L’aspetto più interessante di questo primo capitolo è senz’altro lo stile, quello che Mazza Galanti chiama “un continuo, paziente, filare parole, creare un tessuto delicato e ricco non soltanto di suoni e stili, ma di emozioni e tracce di vita che a quelle parole corrispondono con precisione sempre più accurata, di libro in libro”. Che suona bene ma non vuol dire gran che.
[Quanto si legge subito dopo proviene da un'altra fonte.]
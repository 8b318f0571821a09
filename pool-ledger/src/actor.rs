//! Actor-based concurrency for the pool
//!
//! One Tokio task owns the [`PoolLedger`]; every call reaches it through a
//! bounded mailbox, so deposits and withdrawals are applied strictly one
//! after another.
//!
//! ```text
//! PoolHandle (Clone) ──mpsc (bounded)──▶ PoolActor ──▶ PoolLedger
//!        ▲                                   │
//!        └────────── oneshot reply ──────────┘
//! ```

use crate::{
    config::{ActorConfig, Config},
    interface::{
        call_public, call_read_only, ClarityValue, PublicCall, PublicCallResult, ReadOnlyCall,
    },
    metrics::Metrics,
    pool::PoolLedger,
    types::{PoolSnapshot, Principal},
    Error, Result,
};
use tokio::sync::{mpsc, oneshot};

/// Message sent to the pool actor
#[derive(Debug)]
pub enum PoolMessage {
    /// Execute a public call
    CallPublic {
        /// Transaction sender
        sender: Principal,
        /// Parsed call
        call: PublicCall,
        /// Reply channel
        response: oneshot::Sender<Result<PublicCallResult>>,
    },

    /// Evaluate a read-only call
    CallReadOnly {
        /// Parsed call
        call: ReadOnlyCall,
        /// Reply channel
        response: oneshot::Sender<ClarityValue>,
    },

    /// Copy the current state
    Snapshot {
        /// Reply channel
        response: oneshot::Sender<PoolSnapshot>,
    },

    /// Shutdown actor, acknowledged once the actor has stopped
    Shutdown {
        /// Reply channel
        response: oneshot::Sender<()>,
    },
}

/// Actor that owns the pool ledger
#[derive(Debug)]
pub struct PoolActor {
    /// Ledger state
    pool: PoolLedger,

    /// Mailbox for incoming messages
    mailbox: mpsc::Receiver<PoolMessage>,

    /// Call metrics
    metrics: Metrics,

    /// Verify invariants after each public call
    check_invariants: bool,
}

impl PoolActor {
    /// Create new actor
    pub fn new(
        pool: PoolLedger,
        mailbox: mpsc::Receiver<PoolMessage>,
        metrics: Metrics,
        check_invariants: bool,
    ) -> Self {
        Self {
            pool,
            mailbox,
            metrics,
            check_invariants,
        }
    }

    /// Run the actor event loop until shutdown or all handles are dropped
    pub async fn run(mut self) {
        tracing::info!("Pool actor started for {}", self.pool.contract());

        let mut stop_ack = None;
        while let Some(msg) = self.mailbox.recv().await {
            match msg {
                PoolMessage::Shutdown { response } => {
                    stop_ack = Some(response);
                    break;
                }
                msg => self.handle_message(msg),
            }
        }

        tracing::info!(
            "Pool actor stopped: pool size {}, {} participants",
            self.pool.total_pool_size(),
            self.pool.participant_count()
        );

        // Close the mailbox before acknowledging
        drop(self);
        if let Some(ack) = stop_ack {
            let _ = ack.send(());
        }
    }

    /// Handle a single message
    fn handle_message(&mut self, msg: PoolMessage) {
        match msg {
            PoolMessage::CallPublic {
                sender,
                call,
                response,
            } => {
                let result = self.execute_public(&sender, &call);
                if let Err(e) = &result {
                    tracing::error!(
                        "Public call {} from {} failed: {}",
                        call.method(),
                        sender,
                        e
                    );
                }
                let _ = response.send(result);
            }

            PoolMessage::CallReadOnly { call, response } => {
                self.metrics.record_read_only();
                let _ = response.send(call_read_only(&self.pool, &call));
            }

            PoolMessage::Snapshot { response } => {
                let _ = response.send(self.pool.snapshot());
            }

            PoolMessage::Shutdown { .. } => {
                // Handled in run loop
            }
        }
    }

    fn execute_public(
        &mut self,
        sender: &Principal,
        call: &PublicCall,
    ) -> Result<PublicCallResult> {
        let result = call_public(&mut self.pool, sender, call)?;

        match result.result.err_uint() {
            Some(code) => self.metrics.record_rejected(call.method(), code),
            None => match call {
                PublicCall::Deposit { .. } => self.metrics.record_deposit(),
                PublicCall::Withdraw { .. } | PublicCall::WithdrawAll => {
                    self.metrics.record_withdrawal()
                }
            },
        }
        self.metrics
            .update_pool(self.pool.total_pool_size(), self.pool.participant_count());

        if self.check_invariants {
            self.pool.check_invariants()?;
        }

        Ok(result)
    }
}

/// Handle for sending messages to the actor
#[derive(Clone, Debug)]
pub struct PoolHandle {
    sender: mpsc::Sender<PoolMessage>,
}

impl PoolHandle {
    /// Create new handle
    pub fn new(sender: mpsc::Sender<PoolMessage>) -> Self {
        Self { sender }
    }

    /// Build an empty pool from `config` and spawn its actor
    pub fn open(config: &Config, metrics: Metrics) -> Result<Self> {
        config.validate()?;
        let deployer = config.contract.deployer_principal()?;
        let pool = PoolLedger::with_contract_name(&deployer, &config.contract.name)?;
        Ok(spawn_pool_actor(pool, metrics, &config.actor))
    }

    /// Execute a public call as `sender`
    pub async fn call_public(
        &self,
        sender: Principal,
        call: PublicCall,
    ) -> Result<PublicCallResult> {
        let (tx, rx) = oneshot::channel();
        self.send(PoolMessage::CallPublic {
            sender,
            call,
            response: tx,
        })
        .await?;

        rx.await
            .map_err(|_| Error::Concurrency("Response channel closed".to_string()))?
    }

    /// Evaluate a read-only call
    pub async fn call_read_only(&self, call: ReadOnlyCall) -> Result<ClarityValue> {
        let (tx, rx) = oneshot::channel();
        self.send(PoolMessage::CallReadOnly { call, response: tx })
            .await?;

        rx.await
            .map_err(|_| Error::Concurrency("Response channel closed".to_string()))
    }

    /// Copy the current pool state
    pub async fn snapshot(&self) -> Result<PoolSnapshot> {
        let (tx, rx) = oneshot::channel();
        self.send(PoolMessage::Snapshot { response: tx }).await?;

        rx.await
            .map_err(|_| Error::Concurrency("Response channel closed".to_string()))
    }

    /// Shutdown actor and wait until it has stopped
    pub async fn shutdown(&self) -> Result<()> {
        let (tx, rx) = oneshot::channel();
        self.send(PoolMessage::Shutdown { response: tx }).await?;

        rx.await
            .map_err(|_| Error::Concurrency("Actor stopped without acknowledging".to_string()))
    }

    async fn send(&self, msg: PoolMessage) -> Result<()> {
        self.sender
            .send(msg)
            .await
            .map_err(|_| Error::Concurrency("Actor mailbox closed".to_string()))
    }
}

/// Spawn the pool actor
pub fn spawn_pool_actor(pool: PoolLedger, metrics: Metrics, config: &ActorConfig) -> PoolHandle {
    let (tx, rx) = mpsc::channel(config.mailbox_capacity); // Bounded channel for backpressure
    let actor = PoolActor::new(pool, rx, metrics, config.check_invariants);

    tokio::spawn(async move {
        actor.run().await;
    });

    PoolHandle::new(tx)
}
Più interessante – e più vicina all’esperienza del lettore – un’osservazione contenuta in un’intervista a Muratori apparsa su Nazione Indiana, in cui si attribuisce alla scrittrice “un approccio stilistico che dimostra quello che Wu Ming 1 ha chiamato nel suo memorandum sul New Italian Epic «sovversione nascosta di linguaggio e stile»”. Di sicuro, infatti, la scrittura di Muratori ci sorprende. Non siamo abituati a una scrittura che “taglia e ricuce il mondo per noi in modo diverso, per rivelare qualcosa che non avevamo visto prima”. Nel primo capitolo di Animali domestici il procedimento “taglia e ricuci” è spinto a livelli estremi, la relazione base della logica occidentale, il legame causa-effetto, è esautorato senza che si capisca da cosa sia sostituito, i dialoghi hanno più di una sfumatura da Cantatrice calva, nulla è concatenato, tutto è frammentato, senza che la frammentazione sia vissuta come problema o anche solo tematizzata: è così e basta. Ma su questo torneremo.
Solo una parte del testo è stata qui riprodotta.